(Stored data entries)
##############################

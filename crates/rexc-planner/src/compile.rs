//! Statement driver: YAML statement -> plan tree.
//!
//! Each statement compiles inside its own `CompileContext`, so parameter
//! indices restart at zero per statement.

use serde::{Deserialize, Serialize};

use rexc_core::config::PlannerConfig;
use rexc_core::error::{Error, Result};
use rexc_core::expr::{ConjunctionOp, Expr};
use rexc_core::hash::{hash_serde, Hash256};
use rexc_core::plan::PlanNode;
use rexc_core::rex::RexNode;
use rexc_core::schema::NodeSchema;

use crate::aggregate::{AggregateRel, TraitSet};
use crate::context::CompileContext;
use crate::dsl::yaml::Statement;
use crate::join::convert_join_predicate;
use crate::program::{
    convert_ref_expression, named_projects_to_schema, program_condition, program_to_schema,
    row_type_to_schema,
};

/// A compiled statement: the root plan node plus how many `?` parameters
/// the executor has to bind.
#[derive(Debug, Clone, PartialEq, Serialize, Deserialize)]
pub struct CompiledStatement {
    pub plan: PlanNode,
    pub parameter_count: usize,
}

impl CompiledStatement {
    pub fn fingerprint(&self) -> Result<Hash256> {
        hash_serde(self)
    }
}

/// Compile one statement.
///
/// Parameters are numbered in SQL text order: the projection list first,
/// then the join condition, then the scan and program conditions (WHERE),
/// then the aggregate's post predicate (HAVING).
pub fn compile_statement(stmt: &Statement, config: &PlannerConfig) -> Result<CompiledStatement> {
    stmt.validate()?;
    let mut ctx = CompileContext::try_new(config.clone())?;

    let mut plan = input_plan(&mut ctx, stmt)?;

    // SELECT list
    let projection = if let Some(program) = &stmt.program {
        Some(program_to_schema(&mut ctx, program)?)
    } else if !stmt.projects.is_empty() {
        let projects: Vec<(RexNode, String)> = stmt
            .projects
            .iter()
            .map(|p| (p.expr.clone(), p.name.clone()))
            .collect();
        Some(named_projects_to_schema(&mut ctx, &projects)?)
    } else {
        None
    };

    // JOIN ... ON
    if let Some(join) = &stmt.join {
        if let Some(cond) = &join.condition {
            let converted = convert_join_predicate(&mut ctx, join.left_fields, cond)?;
            if let PlanNode::NestLoopJoin { predicate, .. } = &mut plan {
                *predicate = Some(converted);
            }
        }
    }

    // WHERE
    if let Some(cond) = &stmt.condition {
        let columns = stmt.column_names();
        let converted = convert_ref_expression(&mut ctx, &stmt.table, &columns, cond, &[])?;
        push_scan_predicate(&mut plan, converted)?;
    }
    if let Some(program) = &stmt.program {
        if let Some(cond) = program_condition(&mut ctx, program)? {
            push_scan_predicate(&mut plan, cond)?;
        }
    }

    if let Some(schema) = projection {
        plan = PlanNode::Projection {
            input: Box::new(plan),
            schema,
        };
    }

    if let Some(agg) = &stmt.aggregate {
        let mut rel = AggregateRel::new(
            agg.strategy,
            TraitSet::default(),
            plan,
            agg.group_set.clone(),
            agg.calls.clone(),
        )
        .with_group_sets(agg.group_sets.clone());
        if let Some(pred) = &agg.post_predicate {
            rel = rel.with_post_predicate(pred.clone());
        }
        plan = rel.to_plan_node(&mut ctx)?;
    }

    #[cfg(feature = "tracing")]
    tracing::debug!(
        root = plan.name(),
        parameters = ctx.parameter_count(),
        "compiled statement"
    );

    Ok(CompiledStatement {
        plan,
        parameter_count: ctx.parameter_count(),
    })
}

/// The scan, or the two scans under a nest-loop join. Predicates are
/// attached later.
fn input_plan(ctx: &mut CompileContext, stmt: &Statement) -> Result<PlanNode> {
    let Some(join) = &stmt.join else {
        return Ok(PlanNode::Scan {
            table: stmt.table.clone(),
            schema: row_type_to_schema(ctx, &stmt.input)?,
            predicate: None,
        });
    };

    let (left, right) = stmt
        .join_sides()
        .ok_or_else(|| Error::invariant("join without sides"))?;
    let left = PlanNode::Scan {
        table: stmt.table.clone(),
        schema: row_type_to_schema(ctx, &left)?,
        predicate: None,
    };
    let right = PlanNode::Scan {
        table: join.right_table.clone(),
        schema: row_type_to_schema(ctx, &right)?,
        predicate: None,
    };
    let schema = concat_schemas(left.output_schema(), right.output_schema());
    Ok(PlanNode::NestLoopJoin {
        left: Box::new(left),
        right: Box::new(right),
        predicate: None,
        schema,
    })
}

/// Output of a join: left columns, then right columns, renumbered. Right-side
/// tuple refs are re-pointed at side 1.
fn concat_schemas(left: &NodeSchema, right: &NodeSchema) -> NodeSchema {
    let mut out = NodeSchema::new();
    for col in &left.columns {
        out.push(col.clone());
    }
    for col in &right.columns {
        let mut col = col.clone();
        if let Expr::TupleRef(t) = &mut col.expr {
            t.table_index = 1;
        }
        out.push(col);
    }
    out
}

/// AND `cond` into the predicate of a scan.
fn push_scan_predicate(plan: &mut PlanNode, cond: Expr) -> Result<()> {
    match plan {
        PlanNode::Scan { predicate, .. } => {
            *predicate = Some(match predicate.take() {
                Some(existing) => Expr::conjunction(ConjunctionOp::And, existing, cond),
                None => cond,
            });
            Ok(())
        }
        other => Err(Error::invariant(format!(
            "a filter needs a scan input, got {}",
            other.name()
        ))),
    }
}

#[cfg(test)]
mod tests {
    use super::*;
    use crate::dsl::yaml::parse_yaml_statement;
    use rexc_core::plan::AggregateStrategy;

    const FILTERED: &str = r#"
table: T
input:
  - { name: A, type: { kind: INTEGER } }
  - { name: B, type: { kind: INTEGER } }
condition:
  rex: call
  op: { kind: EQUALS }
  type: { kind: BOOLEAN }
  operands:
    - { rex: input_ref, index: 0, type: { kind: INTEGER } }
    - { rex: dynamic_param, type: { kind: INTEGER } }
projects:
  - name: B
    expr: { rex: input_ref, index: 1, type: { kind: INTEGER } }
  - name: P
    expr: { rex: dynamic_param, type: { kind: INTEGER } }
"#;

    #[test]
    fn scan_then_projection() {
        let stmt = parse_yaml_statement(FILTERED).unwrap();
        let compiled = compile_statement(&stmt, &PlannerConfig::default()).unwrap();
        assert_eq!(compiled.parameter_count, 2);

        let PlanNode::Projection { input, schema } = &compiled.plan else {
            panic!("expected projection root");
        };
        assert_eq!(schema.names().collect::<Vec<_>>(), vec!["B", "P"]);
        assert_eq!(schema.columns[1].expr.parameter_indices(), vec![0]);
        match input.as_ref() {
            PlanNode::Scan { predicate, .. } => {
                assert_eq!(predicate.as_ref().unwrap().to_string(), "(T.A = ?1)");
            }
            other => panic!("expected scan, got {:?}", other),
        }
    }

    #[test]
    fn parameters_restart_per_statement() {
        let stmt = parse_yaml_statement(FILTERED).unwrap();
        let cfg = PlannerConfig::default();
        let a = compile_statement(&stmt, &cfg).unwrap();
        let b = compile_statement(&stmt, &cfg).unwrap();
        assert_eq!(a, b);
        assert_eq!(a.fingerprint().unwrap(), b.fingerprint().unwrap());
    }

    #[test]
    fn join_statement_builds_nest_loop() {
        let src = r#"
table: L
input:
  - { name: id, type: { kind: INTEGER } }
  - { name: rid, type: { kind: INTEGER } }
join:
  left_fields: 1
  right_table: R
  condition:
    rex: call
    op: { kind: EQUALS }
    type: { kind: BOOLEAN }
    operands:
      - { rex: input_ref, index: 0, type: { kind: INTEGER } }
      - { rex: input_ref, index: 1, type: { kind: INTEGER } }
"#;
        let stmt = parse_yaml_statement(src).unwrap();
        let compiled = compile_statement(&stmt, &PlannerConfig::default()).unwrap();
        let PlanNode::NestLoopJoin {
            predicate, schema, ..
        } = &compiled.plan
        else {
            panic!("expected join root");
        };
        assert_eq!(predicate.as_ref().unwrap().to_string(), "($0.000 = $1.000)");
        let ordinals: Vec<usize> = schema.columns.iter().map(|c| c.ordinal).collect();
        assert_eq!(ordinals, vec![0, 1]);

        let sides: Vec<(usize, usize)> = schema
            .columns
            .iter()
            .map(|c| match &c.expr {
                Expr::TupleRef(t) => (t.table_index, t.column_index),
                other => panic!("expected tuple ref, got {}", other),
            })
            .collect();
        assert_eq!(sides, vec![(0, 0), (1, 0)]);
    }

    #[test]
    fn program_projection_numbers_before_condition() {
        let src = r#"
input:
  - { name: a, type: { kind: INTEGER } }
program:
  exprs:
    - { rex: input_ref, index: 0, type: { kind: INTEGER } }
    - { rex: dynamic_param, type: { kind: INTEGER } }
    - rex: call
      op: { kind: LESS_THAN }
      type: { kind: BOOLEAN }
      operands:
        - { rex: local_ref, index: 0, type: { kind: INTEGER } }
        - { rex: local_ref, index: 1, type: { kind: INTEGER } }
    - { rex: dynamic_param, type: { kind: INTEGER } }
  projects: [ { ref: 3, name: p } ]
  condition: 2
"#;
        let stmt = parse_yaml_statement(src).unwrap();
        let compiled = compile_statement(&stmt, &PlannerConfig::default()).unwrap();
        assert_eq!(compiled.parameter_count, 2);
        let PlanNode::Projection { input, schema } = &compiled.plan else {
            panic!("expected projection root");
        };
        assert_eq!(schema.columns[0].expr.to_string(), "?0");
        match input.as_ref() {
            PlanNode::Scan { predicate, .. } => {
                assert_eq!(predicate.as_ref().unwrap().to_string(), "($0.000 < ?1)");
            }
            other => panic!("expected scan, got {:?}", other),
        }
    }

    #[test]
    fn program_condition_lands_on_the_scan() {
        let src = r#"
input:
  - { name: a, type: { kind: INTEGER } }
program:
  exprs:
    - { rex: input_ref, index: 0, type: { kind: INTEGER } }
    - { rex: literal, value: { exact: 3 }, type: { kind: INTEGER } }
    - rex: call
      op: { kind: LESS_THAN }
      type: { kind: BOOLEAN }
      operands:
        - { rex: local_ref, index: 0, type: { kind: INTEGER } }
        - { rex: local_ref, index: 1, type: { kind: INTEGER } }
  projects: [ { ref: 0, name: a } ]
  condition: 2
aggregate:
  strategy: serial
  calls:
    - { kind: COUNT, type: { kind: BIGINT, nullable: false } }
"#;
        let stmt = parse_yaml_statement(src).unwrap();
        let compiled = compile_statement(&stmt, &PlannerConfig::default()).unwrap();
        let PlanNode::Aggregate(agg) = &compiled.plan else {
            panic!("expected aggregate root");
        };
        assert_eq!(agg.strategy, AggregateStrategy::Serial);
        let PlanNode::Projection { input, .. } = agg.input.as_ref() else {
            panic!("expected projection under aggregate");
        };
        match input.as_ref() {
            PlanNode::Scan { predicate, .. } => {
                assert_eq!(predicate.as_ref().unwrap().to_string(), "($0.000 < 3)");
            }
            other => panic!("expected scan, got {:?}", other),
        }
    }

    #[test]
    fn invalid_config_is_rejected() {
        let stmt = parse_yaml_statement(FILTERED).unwrap();
        let cfg = PlannerConfig::default().with_max_expression_depth(0);
        assert!(matches!(
            compile_statement(&stmt, &cfg),
            Err(Error::Config(_))
        ));
    }
}
//! Schema builders: programs, row types and projection lists to `NodeSchema`.
//!
//! Local refs are inlined while converting, so each output column owns a
//! complete expression tree even when the program shared sub-expressions.

use rexc_core::error::Result;
use rexc_core::expr::Expr;
use rexc_core::rex::{RexNode, RexProgram, RowType};
use rexc_core::schema::{NodeSchema, SchemaColumn};

use crate::context::CompileContext;
use crate::convert::ExprConverter;
use crate::types::resolve_type;

/// One column per named projection of `program`, in projection order.
pub fn program_to_schema(ctx: &mut CompileContext, program: &RexProgram) -> Result<NodeSchema> {
    let mut converter = ExprConverter::new(ctx).with_locals(&program.exprs);
    let mut schema = NodeSchema::new();

    for (ordinal, project) in program.projects.iter().enumerate() {
        let target = RexNode::local_ref(
            project.local_ref,
            *program
                .exprs
                .get(project.local_ref)
                .map(RexNode::ty)
                .ok_or_else(|| {
                    rexc_core::Error::invariant(format!(
                        "projection '{}' references ${} but the program has {} expressions",
                        project.name,
                        project.local_ref,
                        program.exprs.len()
                    ))
                })?,
        );
        let expr = converter.convert(&target)?;
        schema.push(SchemaColumn::computed(project.name.clone(), ordinal, expr));
    }

    #[cfg(feature = "tracing")]
    tracing::debug!(columns = schema.len(), "converted program schema");
    Ok(schema)
}

/// Convert a program's filter condition, if it has one.
pub fn program_condition(ctx: &mut CompileContext, program: &RexProgram) -> Result<Option<Expr>> {
    let Some(idx) = program.condition else {
        return Ok(None);
    };
    let ty = *program
        .exprs
        .get(idx)
        .map(RexNode::ty)
        .ok_or_else(|| {
            rexc_core::Error::invariant(format!(
                "program condition ${} out of range ({} expressions)",
                idx,
                program.exprs.len()
            ))
        })?;
    let expr = ExprConverter::new(ctx)
        .with_locals(&program.exprs)
        .convert(&RexNode::local_ref(idx, ty))?;
    Ok(Some(expr))
}

/// N fields become N tuple references named after the fields.
pub fn row_type_to_schema(ctx: &mut CompileContext, row_type: &RowType) -> Result<NodeSchema> {
    let mut schema = NodeSchema::new();
    for (i, field) in row_type.fields.iter().enumerate() {
        let ty = resolve_type(&field.ty, ctx.config())?;
        let tve = Expr::tuple_ref("", field.name.clone(), i, 0, ty);
        schema.push(SchemaColumn::computed(field.name.clone(), i, tve));
    }
    Ok(schema)
}

/// Direct (non-program) projections, in order.
pub fn named_projects_to_schema(
    ctx: &mut CompileContext,
    projects: &[(RexNode, String)],
) -> Result<NodeSchema> {
    let mut converter = ExprConverter::new(ctx);
    let mut schema = NodeSchema::new();
    for (ordinal, (node, name)) in projects.iter().enumerate() {
        let expr = converter.convert(node)?;
        schema.push(SchemaColumn::computed(name.clone(), ordinal, expr));
    }
    Ok(schema)
}

/// Convert a condition such as `$1 > $2` whose local refs point into `exprs`,
/// naming input refs after the catalog table and its columns.
pub fn convert_ref_expression(
    ctx: &mut CompileContext,
    table: &str,
    catalog_columns: &[String],
    condition: &RexNode,
    exprs: &[RexNode],
) -> Result<Expr> {
    ExprConverter::new(ctx)
        .with_catalog(table, catalog_columns)
        .with_locals(exprs)
        .convert(condition)
}

#[cfg(test)]
mod tests {
    use super::*;
    use rexc_core::config::PlannerConfig;
    use rexc_core::error::Error;
    use rexc_core::rex::{LiteralValue, RelField, RelType, SqlKind, SqlTypeName};
    use rexc_core::schema::ValueType;

    fn int() -> RelType {
        RelType::new(SqlTypeName::Integer)
    }

    #[test]
    fn row_type_columns_follow_fields() {
        let mut ctx = CompileContext::default();
        let row = RowType::new(vec![
            RelField::new("id", int()),
            RelField::new("name", RelType::varchar(32)),
            RelField::new("price", RelType::decimal(10, 2)),
        ]);
        let schema = row_type_to_schema(&mut ctx, &row).unwrap();
        assert_eq!(schema.len(), 3);
        let names: Vec<&str> = schema.names().collect();
        assert_eq!(names, vec!["id", "name", "price"]);
        for (i, col) in schema.columns.iter().enumerate() {
            assert_eq!(col.ordinal, i);
        }
        assert_eq!(schema.columns[2].value_type().value_type, ValueType::Decimal);
    }

    #[test]
    fn program_inlines_shared_expressions() {
        let mut ctx = CompileContext::default();
        // $0, $1 are inputs; $2 = $0 + $1; $3 = $2 * $2
        let program = RexProgram::new(vec![
            RexNode::input_ref(0, int()),
            RexNode::input_ref(1, int()),
            RexNode::call(
                SqlKind::Plus,
                vec![RexNode::local_ref(0, int()), RexNode::local_ref(1, int())],
                int(),
            ),
            RexNode::call(
                SqlKind::Times,
                vec![RexNode::local_ref(2, int()), RexNode::local_ref(2, int())],
                int(),
            ),
        ])
        .project(0, "a")
        .project(3, "sq");

        let schema = program_to_schema(&mut ctx, &program).unwrap();
        assert_eq!(schema.len(), 2);
        assert_eq!(schema.columns[0].expr.to_string(), "$0.000");
        assert_eq!(
            schema.columns[1].expr.to_string(),
            "(($0.000 + $0.001) * ($0.000 + $0.001))"
        );
        assert_eq!(schema.columns[1].ordinal, 1);
        assert_eq!(schema.columns[1].name, "sq");
    }

    #[test]
    fn projection_out_of_range_fails() {
        let mut ctx = CompileContext::default();
        let program = RexProgram::new(vec![RexNode::input_ref(0, int())]).project(4, "x");
        assert!(matches!(
            program_to_schema(&mut ctx, &program),
            Err(Error::Invariant(_))
        ));
    }

    #[test]
    fn cyclic_local_refs_hit_the_depth_guard() {
        let mut ctx = CompileContext::new(PlannerConfig::default().with_max_expression_depth(32));
        let program = RexProgram::new(vec![
            RexNode::local_ref(1, int()),
            RexNode::local_ref(0, int()),
        ])
        .project(0, "loop");
        assert!(matches!(
            program_to_schema(&mut ctx, &program),
            Err(Error::Invariant(_))
        ));
    }

    #[test]
    fn program_condition_is_converted() {
        let mut ctx = CompileContext::default();
        let program = RexProgram::new(vec![
            RexNode::input_ref(0, int()),
            RexNode::literal(LiteralValue::Exact("10".parse().unwrap()), int()),
            RexNode::call(
                SqlKind::GreaterThan,
                vec![RexNode::local_ref(0, int()), RexNode::local_ref(1, int())],
                RelType::new(SqlTypeName::Boolean),
            ),
        ])
        .project(0, "a")
        .with_condition(2);
        let cond = program_condition(&mut ctx, &program).unwrap().unwrap();
        assert_eq!(cond.to_string(), "($0.000 > 10)");
    }

    #[test]
    fn named_projects_get_positional_ordinals() {
        let mut ctx = CompileContext::default();
        let projects = vec![
            (RexNode::input_ref(1, int()), "b".to_string()),
            (RexNode::dynamic_param(int()), "p".to_string()),
        ];
        let schema = named_projects_to_schema(&mut ctx, &projects).unwrap();
        let ordinals: Vec<usize> = schema.columns.iter().map(|c| c.ordinal).collect();
        assert_eq!(ordinals, vec![0, 1]);
        assert_eq!(schema.columns[1].expr.parameter_indices(), vec![0]);
    }

    #[test]
    fn ref_expression_uses_catalog_names() {
        let mut ctx = CompileContext::default();
        let columns = vec!["ID".to_string(), "AGE".to_string()];
        let exprs = vec![
            RexNode::input_ref(0, int()),
            RexNode::input_ref(1, int()),
            RexNode::input_ref(5, int()),
        ];
        let cond = RexNode::call(
            SqlKind::GreaterThan,
            vec![RexNode::local_ref(1, int()), RexNode::local_ref(2, int())],
            RelType::new(SqlTypeName::Boolean),
        );
        let e = convert_ref_expression(&mut ctx, "PERSON", &columns, &cond, &exprs).unwrap();
        // Index 5 has no catalog column and falls back to its padded index.
        assert_eq!(e.to_string(), "(PERSON.AGE > PERSON.005)");
    }
}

##############################

What is being asked: The word to look for is "self"; copy out every line of the entries that holds it.

Exercise answer:
    pub fn fingerprint(&self) -> Result<Hash256> {
        hash_serde(self)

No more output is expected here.